A candidate shouldn’t be defined by a single mental lapse, and unfortunately the media was more fixated by the gaffe than the deeper issue, the wisdom of Perry’s judgment to eliminate the Department of Energy. Sensible people can argue about whether one ought to eliminate the Department of Education, one of the two departments he did remember along with the Department of Commerce. Eliminating Education would be a boneheaded move, but it wouldn’t be catastrophic. But is the Department of Energy equally disposable as Perry suggested—or would have suggested had he conjured the name? What in the world does it do, anyway? Are its responsibilities the kinds of activities that can be wisely eliminated and left safely to the free market or devolved to the states without jeopardizing the public good?
As far as cabinet departments go the Department of Energy is relatively new, created under President Carter. Its creation was designed to consolidate several other federal agencies whose tasks were carried out by a number of federal agencies for decades prior to the consolidation. Like all Cabinet-level agencies, the Department of Energy pursues a number of goals but its chief responsibilities include scientific research (such as the research to develop fusion), administering our nuclear weapons production program, and the handling of nuclear waste. It’s conceivable that some of the research duties could be eliminated—though that would likely prove myopic—but the oversight of nuclear energy, weapons production, and nuclear waste are obviously best suited for the federal government. No one wants nuclear waste in their backyard, and the NIMBYs would make effective state control of nuclear waste inconceivable. Therefore eliminating the department would likely mean neither the privatization of its tasks nor even the devolution of the department’s most important tasks to states. It would mean parceling most of its activities out to other federal agencies, a sleight of hand maneuver that might create the appearance of smaller government but would effectively complicate matters and disrupt the ordinary operations of the federal government.
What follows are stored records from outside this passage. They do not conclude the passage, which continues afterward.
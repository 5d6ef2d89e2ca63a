use std::time::Duration;

use futures_util::stream::StreamExt;
use lapin::{
    BasicProperties, Channel, Connection, ConnectionProperties, options::*, types::FieldTable,
};
use tokio_executor_trait::Tokio as TokioExec;
use tokio_reactor_trait::Tokio as TokioReactor;

use super::mailer::SmtpMailer;
use super::models::EmailJob;

const EMAIL_QUEUE: &str = "notification_emails";
const CONSUMER_TAG: &str = "email_worker";
const MAX_SEND_ATTEMPTS: u32 = 3;

/// Handle to the declared e-mail queue. Cheap to clone.
#[derive(Clone)]
pub struct EmailQueue {
    channel: Channel,
}

impl EmailQueue {
    pub async fn connect(url: &str) -> Result<Self, String> {
        let conn = Connection::connect(
            url,
            ConnectionProperties::default()
                .with_executor(TokioExec::current())
                .with_reactor(TokioReactor),
        )
        .await
        .map_err(|e| format!("Failed to connect to RabbitMQ: {}", e))?;

        let channel = conn
            .create_channel()
            .await
            .map_err(|e| format!("Failed to create a channel: {}", e))?;

        channel
            .queue_declare(
                EMAIL_QUEUE,
                QueueDeclareOptions::default(),
                FieldTable::default(),
            )
            .await
            .map_err(|e| format!("Failed to declare the queue: {}", e))?;

        Ok(EmailQueue { channel })
    }

    pub async fn publish(&self, job: &EmailJob) -> Result<(), String> {
        let payload =
            serde_json::to_vec(job).map_err(|e| format!("Failed to serialize a job: {}", e))?;

        self.channel
            .basic_publish(
                "",
                EMAIL_QUEUE,
                BasicPublishOptions::default(),
                &payload,
                BasicProperties::default(),
            )
            .await
            .map_err(|e| format!("Failed to publish: {}", e))?
            .await
            .map_err(|e| format!("Publish was not confirmed: {}", e))?;

        Ok(())
    }

    /// Starts the background worker that drains the queue and sends mail.
    pub fn spawn_consumer(&self, mailer: SmtpMailer) {
        let channel = self.channel.clone();

        tokio::spawn(async move {
            if let Err(er) = consume(channel, mailer).await {
                tracing::error!("email consumer stopped: {er}");
            }
        });
    }
}

async fn consume(channel: Channel, mailer: SmtpMailer) -> Result<(), String> {
    let mut consumer = channel
        .basic_consume(
            EMAIL_QUEUE,
            CONSUMER_TAG,
            BasicConsumeOptions::default(),
            FieldTable::default(),
        )
        .await
        .map_err(|e| format!("Failed to register the consumer: {}", e))?;

    while let Some(delivery) = consumer.next().await {
        let delivery = match delivery {
            Ok(delivery) => delivery,
            Err(er) => {
                tracing::error!("bad delivery: {er}");
                continue;
            }
        };

        match serde_json::from_slice::<EmailJob>(&delivery.data) {
            Ok(job) => send_with_retry(&mailer, &job).await,
            Err(er) => tracing::error!("failed to parse an email job: {er}"),
        }

        if let Err(er) = delivery.ack(BasicAckOptions::default()).await {
            tracing::error!("failed to ack a delivery: {er}");
        }
    }

    Ok(())
}

async fn send_with_retry(mailer: &SmtpMailer, job: &EmailJob) {
    let mut backoff = Duration::from_secs(1);

    for attempt in 1..=MAX_SEND_ATTEMPTS {
        match mailer.send(job).await {
            Ok(()) => {
                tracing::debug!(recipient = %job.recipient_email, "email sent");
                return;
            }
            Err(er) if attempt < MAX_SEND_ATTEMPTS => {
                tracing::warn!("send attempt {attempt} failed, retrying: {er}");
                tokio::time::sleep(backoff).await;
                backoff *= 2;
            }
            Err(er) => {
                tracing::error!(
                    recipient = %job.recipient_email,
                    "giving up on email after {MAX_SEND_ATTEMPTS} attempts: {er}"
                );
            }
        }
    }
}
It’s not clear what Trumps motive is in selecting Perry for this position if for no other reason it’s never quite clear what Trump’s motives are. But we are seeing a pattern of Trump choosing leaders who are hostile to the agencies they are chosen to lead. Trump’s tactic of bringing in critics to an agency is not a new tactic, but the frequency of the use of it is unprecedented. True, Ronald Reagan had appointed “anti-environmentalist” James G. Watt as Secretary of the Department of Interior—a huge and complicated department with mixed and sometimes conflicting goals. His appointment was controversial, but the department’s activities were diverse enough to provide him with some internal support. Nonetheless his tenure proved highly contentious and lasted only two years. It also sparked renewed environmental activism and Watt served as an effective bogeyman for the environmental movement. The track record of the Leader-as-Opponent is not promising.
Whether Trump’s decisions are for show or for substantive action, or both, is not clear. It’s unlikely that Perry will work at dismantling the entire Department given its vital functions, but it’s also almost equally likely that he will attempt—both for substantive and symbolic reasons—to dismantle part of it, most probably the research components aimed at researching and funding clean fuel alternatives to fossil fuels. But above all he is signaling with this pick that Trump has no love of the alternative fuels that threaten his beloved coal and oil constituencies.